'''

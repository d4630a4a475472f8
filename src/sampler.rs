#[cfg(feature = "onyx-dx11")]
use crate::dx11::OnyxSamplerDx11;
#[cfg(any(feature = "onyx-empty", not(feature = "onyx-dx11")))]
use crate::empty::OnyxSamplerEmpty;

#[derive(Clone, Debug)]
pub enum OnyxSampler {
    #[cfg(feature = "onyx-dx11")]
    Dx11(OnyxSamplerDx11),
    #[cfg(any(feature = "onyx-empty", not(feature = "onyx-dx11")))]
    Empty(OnyxSamplerEmpty),
}

impl OnyxSampler {
    /// Get the underlying dx11 API object. This provides access to any internally created
    /// dx11 objects.
    #[cfg(feature = "onyx-dx11")]
    pub fn dx11_sampler(&self) -> Option<&OnyxSamplerDx11> {
        match self {
            #[cfg(feature = "onyx-dx11")]
            OnyxSampler::Dx11(inner) => Some(inner),
            #[cfg(any(feature = "onyx-empty", not(feature = "onyx-dx11")))]
            OnyxSampler::Empty(_) => None,
        }
    }
}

'''

• _WHAT TO DO_:
Retype the records in full, keeping every word as it is.

• _ANSWER SPACE_:
repository d4630a4a475472f8
filename src/sampler.rs
#[cfg(feature = "onyx-dx11")]
use crate::dx11::OnyxSamplerDx11;
#[cfg(any(feature = "onyx-empty", not(feature = "onyx-dx11")))]
use crate::empty::OnyxSamplerEmpty;

#[derive(Clone, Debug)]
pub enum OnyxSampler {
    #[cfg(feature = "onyx-dx11")]
    Dx11(OnyxSamplerDx11),
    #[cfg(any(feature = "onyx-empty", not(feature = "onyx-dx11")))]
    Empty(OnyxSamplerEmpty),
}

impl OnyxSampler {
    /// Get the underlying dx11 API object. This provides access to any internally created
    /// dx11 objects.
    #[cfg(feature = "onyx-dx11")]
    pub fn dx11_sampler(&self) -> Option<&OnyxSamplerDx11> {
        match self {
            #[cfg(feature = "onyx-dx11")]
            OnyxSampler::Dx11(inner) => Some(inner),
            #[cfg(any(feature = "onyx-empty", not(feature = "onyx-dx11")))]
            OnyxSampler::Empty(_) => None,
        }
    }
}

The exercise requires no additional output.